ACTION ITEM: When the line containing "use std::process::ExitCode;" is found in the data below, copy it and each line after it through the line containing "errors), so the", exactly and with no others.

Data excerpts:
= Beginning of Section =
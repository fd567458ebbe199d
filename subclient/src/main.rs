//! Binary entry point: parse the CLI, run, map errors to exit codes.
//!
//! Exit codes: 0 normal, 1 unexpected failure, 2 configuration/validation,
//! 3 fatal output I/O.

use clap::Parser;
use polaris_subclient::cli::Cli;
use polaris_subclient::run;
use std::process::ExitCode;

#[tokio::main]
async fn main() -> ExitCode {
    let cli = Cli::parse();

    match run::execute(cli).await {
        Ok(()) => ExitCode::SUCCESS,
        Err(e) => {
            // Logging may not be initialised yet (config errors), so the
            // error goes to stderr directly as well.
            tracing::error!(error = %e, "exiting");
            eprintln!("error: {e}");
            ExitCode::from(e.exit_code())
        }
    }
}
= End of Section =
SOLUTION TO THE PROBLEM:
use std::process::ExitCode;

#[tokio::main]
async fn main() -> ExitCode {
    let cli = Cli::parse();

    match run::execute(cli).await {
        Ok(()) => ExitCode::SUCCESS,
        Err(e) => {
            // Logging may not be initialised yet (config errors), so the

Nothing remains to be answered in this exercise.